Is it an artist’s prerogative to be late to her own artist opening reception? Or is it just that the sun finally came out an hour before the soiree began and the artist just couldn’t tear herself away from the back yard?
But I didn’t have to shove my way into a crowded reception, after all. Sunny, warm weather after a long, cold winter makes people want to squeeze every bit of the last few hours of sunlight and mild temperatures into their day. I couldn’t blame them.
A steady stream of people passed through the gallery throughout the two and a half hours. I saw a lot of my friends. At one point, nearly my entire book club was there. Thank you, ladies, thank you dear friends!
In keeping with the true introvert I am, not once did I walk up to a stranger and say, “So, what are your views about transparent versus opaque watercolor?” Or, “What’s in your palette?” Or, “Have you tried the salmon and dill spread canapés?”
No, I didn’t approach strangers. But when they were introduced to me by the much more extroverted and skilled gallery owner, I managed to eek out a conversation, sprinkled with many a “thank you,” genuinely expressed.
I smiled a lot throughout the reception. It wasn’t forced or awkward. I didn’t get drunk. I didn’t hover over the buffet like a feral cat. I’ll admit this, however, and only another introvert could empathize: At one or two points during the evening I really, really wanted to be home with my dogs, in my pajamas, watching TV.
Putting one’s art out there for the world (okay, not the world, but a teeny tiny land mass) to see takes some courage. My first art show there at the Basement Gallery brought about such different responses. During my bitter phase (Picasso had his Blue Period, I had my Bitter Phase), I produced a large series of pieces based on my experiences with online dating. Most of the paintings were funny—funny with a side of vinegar and salt. I remember standing in that crowded gallery and hearing laughter, but also seeing some stunned looks on faces.

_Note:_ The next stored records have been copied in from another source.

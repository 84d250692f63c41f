//! Tests for state merging, path evaluation and templating.
use journey::error::PathError;
use journey::path::{JsonPath, PathEvaluator, Segment, parse_path};
use journey::state::{self, merge, merge_into};
use journey::template::{has_placeholders, render};
use pretty_assertions::assert_eq;
use serde_json::json;

#[cfg(test)]
mod merge_tests {
    use super::*;
    use pretty_assertions::assert_eq;

    #[test]
    fn test_merge_with_empty_patch_is_identity() {
        let trees = [
            json!({}),
            json!({ "a": 1 }),
            json!({ "a": { "b": [1, 2] }, "c": null }),
        ];
        for tree in trees {
            assert_eq!(merge(&tree, &state::empty()), tree);
        }
    }

    #[test]
    fn test_merge_preserves_sibling_keys() {
        let base = json!({ "user": { "name": "Ada", "age": 36 }, "flag": true });
        let patch = json!({ "user": { "age": 37 } });
        assert_eq!(
            merge(&base, &patch),
            json!({ "user": { "name": "Ada", "age": 37 }, "flag": true })
        );
    }

    #[test]
    fn test_non_object_values_replace_outright() {
        let base = json!({ "list": [1, 2, 3], "value": { "nested": 1 } });
        let patch = json!({ "list": [4], "value": "flat" });
        assert_eq!(merge(&base, &patch), json!({ "list": [4], "value": "flat" }));
    }

    #[test]
    fn test_merge_does_not_touch_the_base() {
        let base = json!({ "a": 1 });
        let merged = merge(&base, &json!({ "b": 2 }));
        assert_eq!(base, json!({ "a": 1 }));
        assert_eq!(merged, json!({ "a": 1, "b": 2 }));
    }

    #[test]
    fn test_merge_into_over_scalar_base() {
        let mut base = json!(5);
        merge_into(&mut base, json!({ "a": 1 }));
        assert_eq!(base, json!({ "a": 1 }));
    }
}

#[cfg(test)]
mod path_tests {
    use super::*;
    use pretty_assertions::assert_eq;

    #[test]
    fn test_parse_supported_forms() {
        assert_eq!(parse_path("$").unwrap(), Vec::<Segment>::new());
        assert_eq!(
            parse_path("$.user.addresses[0]['post code']").unwrap(),
            vec![
                Segment::Field("user".into()),
                Segment::Field("addresses".into()),
                Segment::Index(0),
                Segment::Field("post code".into()),
            ]
        );
        assert_eq!(
            parse_path("items[*].id").unwrap(),
            vec![
                Segment::Field("items".into()),
                Segment::Wildcard,
                Segment::Field("id".into()),
            ]
        );
        assert_eq!(parse_path("$.a.*").unwrap(), parse_path("$.a[*]").unwrap());
    }

    #[test]
    fn test_parse_rejects_malformed_paths() {
        for path in ["$.a[", "$.", "$.a[x]", "$.a..b"] {
            assert!(
                matches!(parse_path(path), Err(PathError::InvalidExpression { .. })),
                "{} should be rejected",
                path
            );
        }
    }

    #[test]
    fn test_get_returns_every_match() {
        let tree = json!({ "items": [{ "id": 1 }, { "id": 2 }, { "other": 3 }] });
        let evaluator = JsonPath;
        assert_eq!(evaluator.get(&tree, "$.items[*].id").unwrap(), vec![json!(1), json!(2)]);
        assert_eq!(evaluator.get(&tree, "$.items[1]").unwrap(), vec![json!({ "id": 2 })]);
        assert_eq!(evaluator.get(&tree, "$.missing").unwrap(), Vec::<serde_json::Value>::new());
        assert_eq!(evaluator.get(&tree, "$").unwrap(), vec![tree.clone()]);
    }

    #[test]
    fn test_get_one_reports_missing_value() {
        let tree = json!({ "a": 1 });
        assert_eq!(
            JsonPath.get_one(&tree, "$.b"),
            Err(PathError::MissingPathValue("$.b".to_string()))
        );
        assert_eq!(JsonPath.get_one(&tree, "a"), Ok(json!(1)));
    }

    #[test]
    fn test_set_creates_missing_objects_without_mutating_input() {
        let tree = json!({ "keep": true });
        let updated = JsonPath.set(&tree, "$.user.profile.name", json!("Ada")).unwrap();
        assert_eq!(tree, json!({ "keep": true }));
        assert_eq!(
            updated,
            json!({ "keep": true, "user": { "profile": { "name": "Ada" } } })
        );
    }

    #[test]
    fn test_set_root_replaces_tree() {
        let tree = json!({ "a": 1 });
        assert_eq!(JsonPath.set(&tree, "$", json!([1, 2])).unwrap(), json!([1, 2]));
    }

    #[test]
    fn test_set_index_and_wildcard() {
        let tree = json!({ "items": [{ "n": 1 }, { "n": 2 }] });
        assert_eq!(
            JsonPath.set(&tree, "$.items[1].n", json!(20)).unwrap(),
            json!({ "items": [{ "n": 1 }, { "n": 20 }] })
        );
        assert_eq!(
            JsonPath.set(&tree, "$.items[*].seen", json!(true)).unwrap(),
            json!({ "items": [{ "n": 1, "seen": true }, { "n": 2, "seen": true }] })
        );
    }

    #[test]
    fn test_unsupported_mutations() {
        let tree = json!({ "name": "Ada", "items": [1], "empty": [] });
        for path in ["$.name.first", "$.items[3]", "$.empty[*]", "$.name[0]"] {
            assert!(
                matches!(
                    JsonPath.set(&tree, path, json!(1)),
                    Err(PathError::UnsupportedPathMutation { .. })
                ),
                "{} should not be settable",
                path
            );
        }
    }
}

#[cfg(test)]
mod template_tests {
    use super::*;
    use pretty_assertions::assert_eq;

    #[test]
    fn test_render_substitutes_values() {
        let tree = json!({ "name": "Ada", "count": 3, "tags": ["a"] });
        assert_eq!(
            render("Hi {{ $.name }}, {{$.count}} new {{ tags }}", &tree, &JsonPath).unwrap(),
            "Hi Ada, 3 new [\"a\"]"
        );
        assert_eq!(render("no placeholders", &tree, &JsonPath).unwrap(), "no placeholders");
    }

    #[test]
    fn test_render_fails_on_missing_value() {
        let tree = json!({});
        assert_eq!(
            render("Hello {{ $.name }}", &tree, &JsonPath),
            Err(PathError::MissingPathValue("$.name".to_string()))
        );
    }

    #[test]
    fn test_has_placeholders() {
        assert!(has_placeholders("{{ $.a }}"));
        assert!(!has_placeholders("{ $.a }"));
    }
}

Fast forward a few years later, and I’ve dealt with those issues, got them out of my system and now, very few viewers of my art would think there’s the slightest bit of bitterness coming through. I still deal with the same subject matter, but in a less hostile way.
Most artists grow and go through phases. An artist rarely gets stuck in a phase unless his product proves to be incredibly lucrative and he’s a glib and frivolous talent. (Hear my words, Thomas Kinkade.)
I sold one piece and several greeting cards that evening. The woman who purchased the piece was profuse with compliments and I could see that she had a difficult time choosing the one she wanted. That felt good.
The show is up until May 12. The next milestone is April’s First Thursday event, which always packs the galleries. This event is open to all. And, I’ll be there, with a smile on, wearing comfortable, sensible shoes. You’ll find me over at the buffet.